» AIM OF THE TASK:
Look through the data below. Show each line where the string "filename" occurs.
(MATERIAL PROVIDED Opens)
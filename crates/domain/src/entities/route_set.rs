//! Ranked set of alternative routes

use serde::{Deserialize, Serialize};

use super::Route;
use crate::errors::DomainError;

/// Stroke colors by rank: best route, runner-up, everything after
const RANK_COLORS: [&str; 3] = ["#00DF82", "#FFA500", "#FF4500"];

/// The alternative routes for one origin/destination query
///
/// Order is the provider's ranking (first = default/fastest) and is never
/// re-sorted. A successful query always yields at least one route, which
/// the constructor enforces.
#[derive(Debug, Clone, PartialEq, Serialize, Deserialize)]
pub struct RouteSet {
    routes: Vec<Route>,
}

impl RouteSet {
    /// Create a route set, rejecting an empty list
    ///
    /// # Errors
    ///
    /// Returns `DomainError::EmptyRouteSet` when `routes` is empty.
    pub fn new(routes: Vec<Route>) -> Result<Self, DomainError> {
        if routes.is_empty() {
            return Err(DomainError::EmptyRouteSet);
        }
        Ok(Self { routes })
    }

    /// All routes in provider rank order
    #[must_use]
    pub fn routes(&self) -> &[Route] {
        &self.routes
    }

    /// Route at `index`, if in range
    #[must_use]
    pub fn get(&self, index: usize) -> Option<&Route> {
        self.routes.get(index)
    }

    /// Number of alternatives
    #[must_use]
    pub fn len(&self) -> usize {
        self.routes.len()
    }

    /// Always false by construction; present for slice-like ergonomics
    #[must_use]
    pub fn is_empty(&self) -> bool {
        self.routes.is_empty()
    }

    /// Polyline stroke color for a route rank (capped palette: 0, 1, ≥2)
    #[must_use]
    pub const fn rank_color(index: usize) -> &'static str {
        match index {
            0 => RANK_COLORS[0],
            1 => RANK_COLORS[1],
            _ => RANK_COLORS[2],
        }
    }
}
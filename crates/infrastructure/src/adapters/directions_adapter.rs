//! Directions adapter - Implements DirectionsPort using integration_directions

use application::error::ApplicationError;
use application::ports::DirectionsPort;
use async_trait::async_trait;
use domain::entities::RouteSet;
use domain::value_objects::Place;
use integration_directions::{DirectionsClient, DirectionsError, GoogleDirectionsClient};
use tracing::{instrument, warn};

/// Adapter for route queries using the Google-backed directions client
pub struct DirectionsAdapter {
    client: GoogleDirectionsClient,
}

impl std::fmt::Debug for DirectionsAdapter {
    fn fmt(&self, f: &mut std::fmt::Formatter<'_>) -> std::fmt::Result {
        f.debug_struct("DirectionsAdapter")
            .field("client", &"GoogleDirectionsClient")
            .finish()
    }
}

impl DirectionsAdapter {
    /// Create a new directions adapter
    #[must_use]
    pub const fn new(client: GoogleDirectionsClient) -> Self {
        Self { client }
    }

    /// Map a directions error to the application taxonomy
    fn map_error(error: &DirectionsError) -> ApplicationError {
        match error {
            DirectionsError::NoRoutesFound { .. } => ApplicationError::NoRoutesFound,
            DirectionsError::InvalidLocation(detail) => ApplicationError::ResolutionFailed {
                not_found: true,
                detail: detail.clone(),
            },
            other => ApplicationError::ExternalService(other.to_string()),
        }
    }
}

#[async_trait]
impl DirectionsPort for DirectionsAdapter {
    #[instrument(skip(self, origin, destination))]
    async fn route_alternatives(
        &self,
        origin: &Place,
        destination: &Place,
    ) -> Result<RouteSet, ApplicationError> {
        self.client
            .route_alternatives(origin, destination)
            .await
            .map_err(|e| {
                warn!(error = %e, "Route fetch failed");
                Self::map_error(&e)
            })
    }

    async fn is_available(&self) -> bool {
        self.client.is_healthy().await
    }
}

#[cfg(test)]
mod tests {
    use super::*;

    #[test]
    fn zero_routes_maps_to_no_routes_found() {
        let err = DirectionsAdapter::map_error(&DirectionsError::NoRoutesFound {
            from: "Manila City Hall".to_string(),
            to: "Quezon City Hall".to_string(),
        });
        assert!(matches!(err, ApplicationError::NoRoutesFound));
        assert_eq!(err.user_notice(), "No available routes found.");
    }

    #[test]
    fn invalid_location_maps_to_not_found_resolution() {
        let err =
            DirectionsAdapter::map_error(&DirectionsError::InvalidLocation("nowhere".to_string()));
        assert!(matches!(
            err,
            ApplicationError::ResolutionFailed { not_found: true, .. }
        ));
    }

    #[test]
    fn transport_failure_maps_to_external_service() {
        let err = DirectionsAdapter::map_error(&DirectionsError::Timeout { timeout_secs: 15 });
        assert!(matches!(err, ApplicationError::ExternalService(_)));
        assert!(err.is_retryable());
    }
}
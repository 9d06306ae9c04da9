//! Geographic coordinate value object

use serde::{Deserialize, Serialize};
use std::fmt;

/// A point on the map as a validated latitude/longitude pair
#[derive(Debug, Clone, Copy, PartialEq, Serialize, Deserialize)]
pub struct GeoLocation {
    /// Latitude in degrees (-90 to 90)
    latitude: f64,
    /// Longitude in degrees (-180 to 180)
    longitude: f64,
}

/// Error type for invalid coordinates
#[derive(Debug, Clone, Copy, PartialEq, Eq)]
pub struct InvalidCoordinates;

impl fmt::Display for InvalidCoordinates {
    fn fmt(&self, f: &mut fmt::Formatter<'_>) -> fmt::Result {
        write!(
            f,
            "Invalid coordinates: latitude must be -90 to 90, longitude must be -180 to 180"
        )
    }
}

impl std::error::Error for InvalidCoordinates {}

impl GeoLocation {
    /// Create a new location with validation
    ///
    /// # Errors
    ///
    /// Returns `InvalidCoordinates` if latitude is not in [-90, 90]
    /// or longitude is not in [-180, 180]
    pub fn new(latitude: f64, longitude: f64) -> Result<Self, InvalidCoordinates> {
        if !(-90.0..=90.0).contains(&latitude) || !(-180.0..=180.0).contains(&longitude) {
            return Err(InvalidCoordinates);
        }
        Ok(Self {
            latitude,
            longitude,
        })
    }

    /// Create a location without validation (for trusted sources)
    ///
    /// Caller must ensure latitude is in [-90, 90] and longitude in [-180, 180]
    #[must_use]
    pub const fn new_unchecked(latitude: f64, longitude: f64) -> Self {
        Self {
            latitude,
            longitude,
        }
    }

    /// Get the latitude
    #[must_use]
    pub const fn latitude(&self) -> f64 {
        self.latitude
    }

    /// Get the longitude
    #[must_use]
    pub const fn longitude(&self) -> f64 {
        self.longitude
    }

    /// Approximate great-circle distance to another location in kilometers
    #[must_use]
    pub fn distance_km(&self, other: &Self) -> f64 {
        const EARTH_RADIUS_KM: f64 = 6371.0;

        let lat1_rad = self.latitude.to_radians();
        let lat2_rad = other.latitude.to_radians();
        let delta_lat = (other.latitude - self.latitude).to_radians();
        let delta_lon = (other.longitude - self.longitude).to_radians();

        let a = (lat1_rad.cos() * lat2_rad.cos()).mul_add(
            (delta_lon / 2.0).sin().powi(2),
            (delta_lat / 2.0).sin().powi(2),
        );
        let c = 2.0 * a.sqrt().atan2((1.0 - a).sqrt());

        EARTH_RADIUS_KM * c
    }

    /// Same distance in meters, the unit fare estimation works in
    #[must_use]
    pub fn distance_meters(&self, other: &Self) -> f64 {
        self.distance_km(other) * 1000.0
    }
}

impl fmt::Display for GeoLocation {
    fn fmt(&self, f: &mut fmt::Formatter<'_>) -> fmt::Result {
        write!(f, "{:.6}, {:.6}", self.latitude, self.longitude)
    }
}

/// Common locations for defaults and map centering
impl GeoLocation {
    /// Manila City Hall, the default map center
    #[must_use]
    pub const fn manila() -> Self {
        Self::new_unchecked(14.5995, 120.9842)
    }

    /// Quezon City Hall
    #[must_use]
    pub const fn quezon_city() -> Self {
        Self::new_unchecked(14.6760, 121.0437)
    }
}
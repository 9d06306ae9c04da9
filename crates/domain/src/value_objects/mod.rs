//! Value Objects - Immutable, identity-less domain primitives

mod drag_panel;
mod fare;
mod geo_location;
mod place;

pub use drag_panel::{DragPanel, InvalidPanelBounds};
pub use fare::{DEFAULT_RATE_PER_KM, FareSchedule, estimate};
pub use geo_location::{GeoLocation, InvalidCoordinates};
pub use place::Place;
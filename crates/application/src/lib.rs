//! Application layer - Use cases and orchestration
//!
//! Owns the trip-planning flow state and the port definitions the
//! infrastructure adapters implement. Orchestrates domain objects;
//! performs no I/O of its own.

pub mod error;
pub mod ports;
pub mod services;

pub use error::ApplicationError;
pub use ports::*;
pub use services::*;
(MATERIAL PROVIDED Closes)
» SOLVED PROBLEM:
filename crates/domain/src/entities/route_set.rs
filename crates/infrastructure/src/adapters/directions_adapter.rs
filename crates/domain/src/value_objects/mod.rs
filename crates/application/src/lib.rs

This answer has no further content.